Key publications include:

- "Η Ενεργειακή Κρίση" (2022) – Published by Papazisi Publications, this book explores the global energy crisis, analyzing its causes and consequences with a focus on policy responses.
- "Energy & Environmental Transformations in a Globalizing World" (2020) – Published by Nomiki Vivliothiki, this book examines global energy and environmental transformations, focusing on their impact on policy, law, and economics. It emphasizes the need for international collaboration and resilient institutional frameworks in addressing energy security, sustainability, and climate change.
- "Δίκαιο της Ενέργειας" (2016) – Published by Nomiki Vivliothiki, this book explores the legal and regulatory framework of Greece’s energy sector.
- "Δίκαιο Υδρογονανθράκων" (2015) – Published by Jean Monnet Chair in Law & Policies & Max-Planck-Institut für Innovation und Wettbewerb Munich, this book examines the legal framework governing all stages of the hydrocarbon value chain, focusing on the intersection of commercial, international, and European law.
- "Ενέργεια: Δίκτυα & Υποδομές" (2014) – Published by NB Publishers, this study discusses the legal, geopolitical, and economic aspects of transnational energy infrastructure.
- "Ενέργεια: Ναυτιλία & Θαλάσσιες Μεταφορές" (2013) – Published by Ant. N. Sakkoulas Publishers, this work analyzes the relationship between energy and maritime transport, focusing on geopolitical and economic dimensions.
- "Ενέργεια: Δίκαιο, Οικονομία & Πολιτική" (2012) – Published by NB Publishers, this book addresses EU energy market integration, competition rules, and energy security.
- "Ο Έλεγχος των Κρατικών Ενισχύσεων Διάσωσης και Αναδιάρθρωσης Προβληματικών Επιχειρήσεων" (2006) – Published by Ant. N. Sakkoulas Publishers, this monograph analyzes the control of state aids in the EU, focusing on the rescue and restructuring of financially troubled companies. It examines the Commission’s approach and its interaction with other core objectives of EU law, with examples from sectors such as air transport, shipbuilding, and textiles.
- "Merger Control and Antitrust Enforcement in the EU and US: A Comparative Analysis" (2003) – Published by European Papers, this comparative study highlights key differences and similarities between EU and US merger control and antitrust enforcement policies.
- "European Integration and Maritime Transport" (2003) – Published by Bryulat Publishers, this monograph examines the effects of European integration on maritime transport and was awarded the Onassis Prize.
- "Judicial Aspects of EU Competition Policy in Air Transport" (2002) – Published by Esperia Publications, this book explores the application of EU competition law in the air transport sector, addressing legal and regulatory challenges.
- "Shipping in Europe and the Emergence of a Common Maritime Transport Policy" (2000) – Published by Ant.

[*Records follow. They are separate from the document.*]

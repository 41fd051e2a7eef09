//! Brace expansion: the very first pass, before any other expansion.
//!
//! `{a,b}{1,2}` products, `{1..5}` and `{a..e}` ranges with optional
//! step and zero-pad carry-over. Non-matching `{...}` was already left
//! literal by the word parser.

use crate::ast::types::{BraceItem, WordNode, WordPart};
use crate::interpreter::errors::ExecError;
use crate::interpreter::interpreter::Interpreter;

/// Expand the first brace group; recurse for the rest (outermost-first,
/// cartesian across groups).
pub fn brace_expand_word(word: &WordNode) -> Vec<WordNode> {
    let brace_at = word.parts.iter().position(|p| matches!(p, WordPart::Brace(_)));
    let idx = match brace_at {
        Some(i) => i,
        None => return vec![word.clone()],
    };
    let items = match &word.parts[idx] {
        WordPart::Brace(items) => items,
        _ => unreachable!(),
    };

    let prefix = &word.parts[..idx];
    let suffix = &word.parts[idx + 1..];
    let mut out = Vec::new();
    for expansion in expand_items(items) {
        let mut parts = prefix.to_vec();
        parts.extend(expansion);
        parts.extend(suffix.to_vec());
        // The suffix may hold further groups.
        out.extend(brace_expand_word(&WordNode { parts }));
    }
    out
}

fn expand_items(items: &[BraceItem]) -> Vec<Vec<WordPart>> {
    let mut out = Vec::new();
    for item in items {
        match item {
            BraceItem::Word(w) => out.push(w.parts.clone()),
            BraceItem::Range { start, end, step, width, chars } => {
                for text in range_values(*start, *end, *step, *width, *chars) {
                    out.push(vec![WordPart::Literal(text)]);
                }
            }
        }
    }
    out
}

fn range_values(start: i64, end: i64, step: i64, width: usize, chars: bool) -> Vec<String> {
    let mut out = Vec::new();
    if step == 0 {
        return out;
    }
    let mut v = start;
    loop {
        if (step > 0 && v > end) || (step < 0 && v < end) {
            break;
        }
        if chars {
            if let Some(c) = char::from_u32(v as u32) {
                out.push(c.to_string());
            }
        } else if width > 0 {
            let sign = if v < 0 { "-" } else { "" };
            out.push(format!("{}{:0>pad$}", sign, v.abs(), pad = width.saturating_sub(sign.len())));
        } else {
            out.push(v.to_string());
        }
        v += step;
        // Bounded by the i64 walk; a pathological step cannot loop.
        if out.len() > 100_000 {
            break;
        }
    }
    out
}

impl Interpreter {
    /// Render a brace group back to literal text for contexts that do not
    /// brace-expand (assignment values, case subjects).
    pub(crate) fn render_brace_literal(&mut self, items: &[BraceItem]) -> Result<String, ExecError> {
        let mut rendered = Vec::new();
        for item in items {
            match item {
                BraceItem::Word(w) => rendered.push(self.expand_word_unsplit(w)?),
                BraceItem::Range { start, end, step, chars, .. } => {
                    let show = |v: i64| {
                        if *chars {
                            char::from_u32(v as u32).map(|c| c.to_string()).unwrap_or_default()
                        } else {
                            v.to_string()
                        }
                    };
                    let mut text = format!("{}..{}", show(*start), show(*end));
                    if step.abs() != 1 {
                        text.push_str(&format!("..{}", step.abs()));
                    }
                    rendered.push(text);
                }
            }
        }
        Ok(format!("{{{}}}", rendered.join(",")))
    }
}

#[cfg(test)]
mod tests {
    use super::*;
    use crate::parser::word_parser::parse_word;

    fn expand(raw: &str) -> Vec<String> {
        let word = parse_word(raw, 1, false).unwrap();
        brace_expand_word(&word)
            .into_iter()
            .map(|w| {
                w.parts
                    .iter()
                    .map(|p| match p {
                        WordPart::Literal(s) => s.clone(),
                        WordPart::SingleQuoted(s) => s.clone(),
                        other => panic!("unexpected part {:?}", other),
                    })
                    .collect::<String>()
            })
            .collect()
    }

    #[test]
    fn test_simple_product() {
        assert_eq!(expand("{a,b}{1,2}"), vec!["a1", "a2", "b1", "b2"]);
    }

    #[test]
    fn test_prefix_suffix() {
        assert_eq!(expand("x{a,b}y"), vec!["xay", "xby"]);
    }

    #[test]
    fn test_numeric_range() {
        assert_eq!(expand("{1..4}"), vec!["1", "2", "3", "4"]);
        assert_eq!(expand("{4..1}"), vec!["4", "3", "2", "1"]);
        assert_eq!(expand("{1..10..3}"), vec!["1", "4", "7", "10"]);
    }

    #[test]
    fn test_zero_pad() {
        assert_eq!(expand("{08..10}"), vec!["08", "09", "10"]);
    }

    #[test]
    fn test_char_range() {
        assert_eq!(expand("{a..e}"), vec!["a", "b", "c", "d", "e"]);
    }

    #[test]
    fn test_nested() {
        assert_eq!(expand("{a,{b,c}}"), vec!["a", "b", "c"]);
    }

    #[test]
    fn test_no_braces_is_identity() {
        assert_eq!(expand("plain"), vec!["plain"]);
    }
}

N. Sakkoulas Publishers, this book is a detailed analysis of shipping and maritime transport institutions under EU law and regulation in the context of the newly emerged EU maritime transport policy.

In addition to his monographs, Nikolas Farantouris has contributed over 50 articles to peer-reviewed journals and edited volumes, furthering academic and policy discussions in his areas of expertise.

He has written over 600 articles, analyses and contributions in leading newspaper and periodicals on contemporary issues.